Before he became an MSNBC host, Lawrence O’Donnell spent seven years as a writer and, eventually, executive producer on the West Wing. So it’s surprising that one of the key writers behind a show that’s liberal canon agrees that President Bartlet isn’t a progressive hero. As O’Donnell told ThinkProgress in a phone interview yesterday, “It used to drive me nuts when people would simply and offhandedly refer to him as a liberal president. … It would just be ‘oh he told off the religious right.’ Who gives a fuck? Tell me, what was the bill? What was the law?”
Indeed, O’Donnell was pessimistic about liberalism’s prospects throughout the conversation. He always “kinda assumed” the West Wing’s writers “knew this guy was not a liberal” because he said the show was committed to painting a realistic portrait of what is possible in American politics, and “there was no known equation in which a liberal becomes President of the United States.”

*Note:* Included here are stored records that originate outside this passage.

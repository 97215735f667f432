//! TTL and disk-pressure eviction (§4.8). The selection logic is pure and
//! unit-tested against synthetic entries; the I/O (directory scan, free-space
//! query, removal) is kept thin around it, grounded in the teacher's
//! `engine/preview_cache_gc.rs` mtime-age sweep.

use std::path::{Path, PathBuf};
use std::time::{Duration, SystemTime};

#[derive(Debug, Clone)]
pub struct CacheEntry {
    pub path: PathBuf,
    pub mtime: SystemTime,
    pub size_bytes: u64,
    pub locked: bool,
}

/// Selects entries eligible for TTL eviction: older than `ttl`, not locked,
/// and not reported active by `is_active`. Ordering is not significant for
/// this pass; every eligible entry is evicted.
pub fn select_ttl_evictions(
    entries: &[CacheEntry],
    ttl: Duration,
    now: SystemTime,
    is_active: impl Fn(&Path) -> bool,
) -> Vec<PathBuf> {
    entries
        .iter()
        .filter(|e| !e.locked && !is_active(&e.path))
        .filter(|e| now.duration_since(e.mtime).map(|age| age > ttl).unwrap_or(false))
        .map(|e| e.path.clone())
        .collect()
}

/// Selects entries for disk-pressure eviction: oldest-first among the
/// remaining (non-locked, non-active) entries, accumulating until at least
/// `reclaim_target_bytes` would be freed. Stops as soon as the target is
/// met; may select zero entries if already met or if none are eligible.
pub fn select_pressure_evictions(
    entries: &[CacheEntry],
    reclaim_target_bytes: u64,
    is_active: impl Fn(&Path) -> bool,
) -> Vec<PathBuf> {
    let mut eligible: Vec<&CacheEntry> =
        entries.iter().filter(|e| !e.locked && !is_active(&e.path)).collect();
    eligible.sort_by_key(|e| e.mtime);

    let mut reclaimed = 0u64;
    let mut selected = Vec::new();
    for entry in eligible {
        if reclaimed >= reclaim_target_bytes {
            break;
        }
        selected.push(entry.path.clone());
        reclaimed += entry.size_bytes;
    }
    selected
}

/// Removes an artifact, whether it's a flat file (MP4 cache) or a directory
/// (HLS recording), along with its `.lock`/`.tmp`/`.err.log`/`.meta.json`
/// sidecars when present.
pub fn remove_artifact(path: &Path) -> std::io::Result<()> {
    if path.is_dir() {
        std::fs::remove_dir_all(path)?;
    } else if path.exists() {
        std::fs::remove_file(path)?;
    }
    for sidecar in [
        super::lock_path(path),
        super::tmp_path(path),
        super::err_log_path(path),
        super::meta_path(path),
    ] {
        if sidecar.exists() {
            let _ = std::fs::remove_file(sidecar);
        }
    }
    Ok(())
}

/// Runs the TTL pass followed by the disk-pressure pass over the remainder,
/// per §4.8's stated ordering. `available_bytes` is the caller-supplied free
/// space on the filesystem backing `root` (queried via `fs2` at the call
/// site so this function stays testable without real disk state).
pub fn run_pass(
    entries: Vec<CacheEntry>,
    ttl: Duration,
    now: SystemTime,
    available_bytes: u64,
    floor_bytes: u64,
    reclaim_target_bytes: u64,
    is_active: impl Fn(&Path) -> bool + Copy,
) -> Vec<PathBuf> {
    let ttl_victims = select_ttl_evictions(&entries, ttl, now, is_active);
    let ttl_victim_set: std::collections::HashSet<&PathBuf> = ttl_victims.iter().collect();

    let mut evicted = ttl_victims.clone();

    if available_bytes < floor_bytes {
        let remainder: Vec<CacheEntry> = entries
            .into_iter()
            .filter(|e| !ttl_victim_set.contains(&e.path))
            .collect();
        let pressure_victims = select_pressure_evictions(&remainder, reclaim_target_bytes, is_active);
        evicted.extend(pressure_victims);
    }

    evicted
}

#[cfg(test)]
mod tests {
    use super::*;

    fn entry(name: &str, age_secs: u64, now: SystemTime, size: u64, locked: bool) -> CacheEntry {
        CacheEntry {
            path: PathBuf::from(format!("/cache/{name}")),
            mtime: now - Duration::from_secs(age_secs),
            size_bytes: size,
            locked,
        }
    }

    #[test]
    fn ttl_eviction_skips_locked_and_active_entries() {
        let now = SystemTime::now();
        let entries = vec![
            entry("old", 100_000, now, 10, false),
            entry("old_locked", 100_000, now, 10, true),
            entry("old_active", 100_000, now, 10, false),
            entry("fresh", 10, now, 10, false),
        ];
        let victims = select_ttl_evictions(
            &entries,
            Duration::from_secs(86400),
            now,
            |p| p.ends_with("old_active"),
        );
        assert_eq!(victims, vec![PathBuf::from("/cache/old")]);
    }

    #[test]
    fn pressure_eviction_picks_oldest_first_until_target_met() {
        let now = SystemTime::now();
        let entries = vec![
            entry("a", 300, now, 500, false),
            entry("b", 200, now, 500, false),
            entry("c", 100, now, 500, false),
        ];
        let victims = select_pressure_evictions(&entries, 900, |_| false);
        assert_eq!(
            victims,
            vec![PathBuf::from("/cache/a"), PathBuf::from("/cache/b")]
        );
    }

    #[test]
    fn pressure_eviction_selects_nothing_when_target_already_met() {
        let entries: Vec<CacheEntry> = vec![];
        let victims = select_pressure_evictions(&entries, 0, |_| false);
        assert!(victims.is_empty());
    }

    #[test]
    fn full_pass_only_runs_pressure_when_below_floor() {
        let now = SystemTime::now();
        let entries = vec![entry("a", 10, now, 2_000_000_000, false)];
        let above_floor = run_pass(
            entries.clone(),
            Duration::from_secs(86400),
            now,
            10_000_000_000,
            5_000_000_000,
            1_000_000_000,
            |_| false,
        );
        assert!(above_floor.is_empty());

        let below_floor = run_pass(
            entries,
            Duration::from_secs(86400),
            now,
            1_000_000_000,
            5_000_000_000,
            1_000_000_000,
            |_| false,
        );
        assert_eq!(below_floor, vec![PathBuf::from("/cache/a")]);
    }
}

As evidence of this point, that only Democrats tainted by a streak of conservatism can become president, O’Donnell cited presidential candidate Bill Clinton’s decision to fly home to Arkansas to personally oversee the execution of Ricky Ray Rector, a death row inmate who self-lobotomized himself in a failed suicide attempt that left him unable to even understand what it meant to be executed. When prison guards arrived to escort him to the death chamber, Rector told them that he was saving the pecan pie from his last meal “for later.”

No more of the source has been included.